Muslims are radical iconoclasts, and the current Islamist revival has been accompanied by the destruction of many ancient monuments, from the statues of Buddha in Afghanistan to, most recently in Mali, the tombs of Timbuktu.  Now that the Islamists have taken over the government in Egypt, some clerics are calling for the destruction of the Pyramids on the grounds that they are pagan:

According to several reports in the Arabic media, prominent Muslim clerics have begun to call for the demolition of Egypt’s Great Pyramids—or, in the words of Saudi Sheikh Ali bin Said al-Rabi‘i, those “symbols of paganism,” which Egypt’s Salafi party has long planned to cover with wax. Most recently, Bahrain’s “Sheikh of Sunni Sheikhs” and President of National Unity, Abd al-Latif al-Mahmoud, called on Egypt’s new president, Muhammad Morsi, to “destroy the Pyramids and accomplish what the Sahabi Amr bin al-As could not.”

This is a reference to the Muslim Prophet Muhammad’s companion, Amr bin al-As and his Arabian tribesmen, who invaded and conquered Egypt circa 641. Under al-As and subsequent Muslim rule, many Egyptian antiquities were destroyed as relics of infidelity. While most Western academics argue otherwise, according to early Muslim writers, the great Library of Alexandria itself—deemed a repository of pagan knowledge contradicting the Koran—was destroyed under bin al-As’s reign and in compliance with Caliph Omar’s command.

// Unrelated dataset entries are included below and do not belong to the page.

//! DAO trait definitions.
//!
//! One data access object per entity. Each implementation targets a single
//! data source and performs single-table operations only; there is no
//! cross-DAO coordination at this layer.

mod address;
mod credit_card;
mod customer;
mod product;
mod purchase;

pub use address::AddressDao;
pub use credit_card::CreditCardDao;
pub use customer::CustomerDao;
pub use product::ProductDao;
pub use purchase::PurchaseDao;
//! MySQL address DAO implementation.

use crate::{dao::AddressDao, pool::DatabasePoolInterface};
use async_trait::async_trait;
use emporium_core::{Address, CustomerId, EmporiumError, EmporiumResult};
use shaku::Component;
use sqlx::FromRow;
use std::sync::Arc;
use tracing::debug;

/// MySQL address DAO implementation.
#[derive(Component, Clone)]
#[shaku(interface = AddressDao)]
pub struct MySqlAddressDao {
    #[shaku(inject)]
    pool: Arc<dyn DatabasePoolInterface>,
}

impl MySqlAddressDao {
    /// Creates a new MySQL address DAO.
    #[must_use]
    pub fn new(pool: Arc<dyn DatabasePoolInterface>) -> Self {
        Self { pool }
    }
}

/// Database row representation of an address.
#[derive(Debug, FromRow)]
struct AddressRow {
    line1: String,
    line2: Option<String>,
    city: String,
    state: String,
    zip_code: String,
}

impl From<AddressRow> for Address {
    fn from(row: AddressRow) -> Self {
        Address {
            line1: row.line1,
            line2: row.line2,
            city: row.city,
            state: row.state,
            zip_code: row.zip_code,
        }
    }
}

#[async_trait]
impl AddressDao for MySqlAddressDao {
    async fn create(
        &self,
        address: &Address,
        customer_id: CustomerId,
    ) -> EmporiumResult<Address> {
        debug!("Inserting address for customer: {}", customer_id);

        // The customer id is the row's primary key; a second insert for the
        // same customer surfaces as a duplicate-key conflict.
        sqlx::query(
            r#"
            INSERT INTO address (customer_id, line1, line2, city, state, zip_code)
            VALUES (?, ?, ?, ?, ?, ?)
            "#,
        )
        .bind(customer_id.into_inner())
        .bind(&address.line1)
        .bind(&address.line2)
        .bind(&address.city)
        .bind(&address.state)
        .bind(&address.zip_code)
        .execute(self.pool.inner())
        .await?;

        self.find_by_customer_id(customer_id)
            .await?
            .ok_or_else(|| EmporiumError::internal("Failed to fetch inserted address"))
    }

    async fn find_by_customer_id(
        &self,
        customer_id: CustomerId,
    ) -> EmporiumResult<Option<Address>> {
        debug!("Finding address for customer: {}", customer_id);

        let row = sqlx::query_as::<_, AddressRow>(
            r#"
            SELECT line1, line2, city, state, zip_code
            FROM address
            WHERE customer_id = ?
            "#,
        )
        .bind(customer_id.into_inner())
        .fetch_optional(self.pool.inner())
        .await?;

        Ok(row.map(Address::from))
    }

    async fn delete_by_customer_id(&self, customer_id: CustomerId) -> EmporiumResult<bool> {
        debug!("Deleting address for customer: {}", customer_id);

        let result = sqlx::query("DELETE FROM address WHERE customer_id = ?")
            .bind(customer_id.into_inner())
            .execute(self.pool.inner())
            .await?;

        Ok(result.rows_affected() > 0)
    }
}

impl std::fmt::Debug for MySqlAddressDao {
    fn fmt(&self, f: &mut std::fmt::Formatter<'_>) -> std::fmt::Result {
        f.debug_struct("MySqlAddressDao").finish_non_exhaustive()
    }
}
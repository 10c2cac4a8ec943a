//! Customer entity.

use crate::value_objects::{Email, Gender};
use crate::CustomerId;
use chrono::NaiveDate;
use serde::{Deserialize, Serialize};
use validator::Validate;

/// Customer entity representing a registered shopper.
///
/// The id is `None` until the row has been inserted and the database has
/// assigned its generated key.
#[derive(Debug, Clone, Serialize, Deserialize, Validate)]
pub struct Customer {
    /// Database-generated key; `None` before insert.
    pub id: Option<CustomerId>,

    /// Customer's first name.
    #[validate(length(min = 1, max = 64))]
    pub first_name: String,

    /// Customer's last name.
    #[validate(length(min = 1, max = 64))]
    pub last_name: String,

    /// Customer's gender.
    pub gender: Gender,

    /// Customer's date of birth.
    pub date_of_birth: NaiveDate,

    /// Customer's email address.
    pub email: Email,
}

impl Customer {
    /// Creates a new customer that has not been persisted yet.
    #[must_use]
    pub fn new(
        first_name: String,
        last_name: String,
        gender: Gender,
        date_of_birth: NaiveDate,
        email: Email,
    ) -> Self {
        Self {
            id: None,
            first_name,
            last_name,
            gender,
            date_of_birth,
            email,
        }
    }

    /// Returns the customer's full name.
    #[must_use]
    pub fn full_name(&self) -> String {
        format!("{} {}", self.first_name, self.last_name)
    }

    /// Checks if the customer has been persisted.
    #[must_use]
    pub const fn is_persisted(&self) -> bool {
        self.id.is_some()
    }
}
//! Database connection pool management.

use async_trait::async_trait;
use emporium_config::DatabaseConfig;
use emporium_core::{EmporiumError, EmporiumResult, Interface};
use shaku::Component;
use sqlx::mysql::{MySqlPool, MySqlPoolOptions};
use std::time::Duration;
use tracing::{info, warn};

/// Interface for database pool operations.
///
/// This trait abstracts the connection handle for dependency injection;
/// the DAOs borrow the pool, they never own or manage connections.
#[async_trait]
pub trait DatabasePoolInterface: Interface + Send + Sync {
    /// Returns a reference to the underlying MySQL pool.
    fn inner(&self) -> &MySqlPool;

    /// Checks if the database connection is healthy.
    async fn health_check(&self) -> EmporiumResult<()>;

    /// Applies the schema migrations (used to bootstrap test databases).
    async fn run_migrations(&self) -> EmporiumResult<()>;

    /// Closes the database pool.
    async fn close(&self);
}

/// Database pool wrapper.
#[derive(Component)]
#[shaku(interface = DatabasePoolInterface)]
pub struct DatabasePool {
    pool: MySqlPool,
}

impl DatabasePool {
    /// Creates a new database pool from configuration.
    pub async fn new(config: &DatabaseConfig) -> EmporiumResult<Self> {
        info!("Connecting to MySQL database...");

        let pool = MySqlPoolOptions::new()
            .min_connections(config.min_connections)
            .max_connections(config.max_connections)
            .acquire_timeout(Duration::from_secs(config.connect_timeout_secs))
            .idle_timeout(Some(Duration::from_secs(config.idle_timeout_secs)))
            .connect(&config.url)
            .await
            .map_err(|e| {
                warn!("Failed to connect to database: {}", e);
                EmporiumError::Database(format!("Failed to connect: {}", e))
            })?;

        info!("MySQL connection pool established");
        Ok(Self { pool })
    }

    /// Creates a pool wrapper around a pre-existing pool (for Shaku injection).
    #[must_use]
    pub fn with_pool(pool: MySqlPool) -> Self {
        Self { pool }
    }

    /// Returns a reference to the underlying pool.
    #[must_use]
    pub fn inner(&self) -> &MySqlPool {
        &self.pool
    }
}

#[async_trait]
impl DatabasePoolInterface for DatabasePool {
    fn inner(&self) -> &MySqlPool {
        &self.pool
    }

    async fn health_check(&self) -> EmporiumResult<()> {
        sqlx::query("SELECT 1")
            .execute(&self.pool)
            .await
            .map_err(|e| EmporiumError::Database(format!("Health check failed: {}", e)))?;
        Ok(())
    }

    async fn run_migrations(&self) -> EmporiumResult<()> {
        info!("Applying database schema...");
        sqlx::migrate!("../../migrations")
            .run(&self.pool)
            .await
            .map_err(|e| EmporiumError::Database(format!("Migration failed: {}", e)))?;
        info!("Database schema applied");
        Ok(())
    }

    async fn close(&self) {
        info!("Closing database connection pool...");
        self.pool.close().await;
        info!("Database connection pool closed");
    }
}

impl std::ops::Deref for DatabasePool {
    type Target = MySqlPool;

    fn deref(&self) -> &Self::Target {
        &self.pool
    }
}

impl std::fmt::Debug for DatabasePool {
    fn fmt(&self, f: &mut std::fmt::Formatter<'_>) -> std::fmt::Result {
        f.debug_struct("DatabasePool")
            .field("size", &self.pool.size())
            .field("num_idle", &self.pool.num_idle())
            .finish()
    }
}

/// Creates a shared database pool.
pub async fn create_pool(config: &DatabaseConfig) -> EmporiumResult<std::sync::Arc<DatabasePool>> {
    let pool = DatabasePool::new(config).await?;
    Ok(std::sync::Arc::new(pool))
}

However, while book-burning was an easy activity in the 7th century, destroying the mountain-like pyramids and their guardian Sphinx was not—even if Egypt’s Medieval Mamluk rulers “de-nosed” the latter during target practice (though popular legend still attributes it to a Westerner, Napoleon).

Now, however, as Bahrain’s “Sheikh of Sheikhs” observes, and thanks to modern technology, the pyramids can be destroyed. The only question left is whether the Muslim Brotherhood president of Egypt is “pious” enough—if he is willing to complete the Islamization process that started under the hands of Egypt’s first Islamic conqueror.

via Calls to Destroy Egypt’s Great Pyramids Begin | FrontPage Magazine.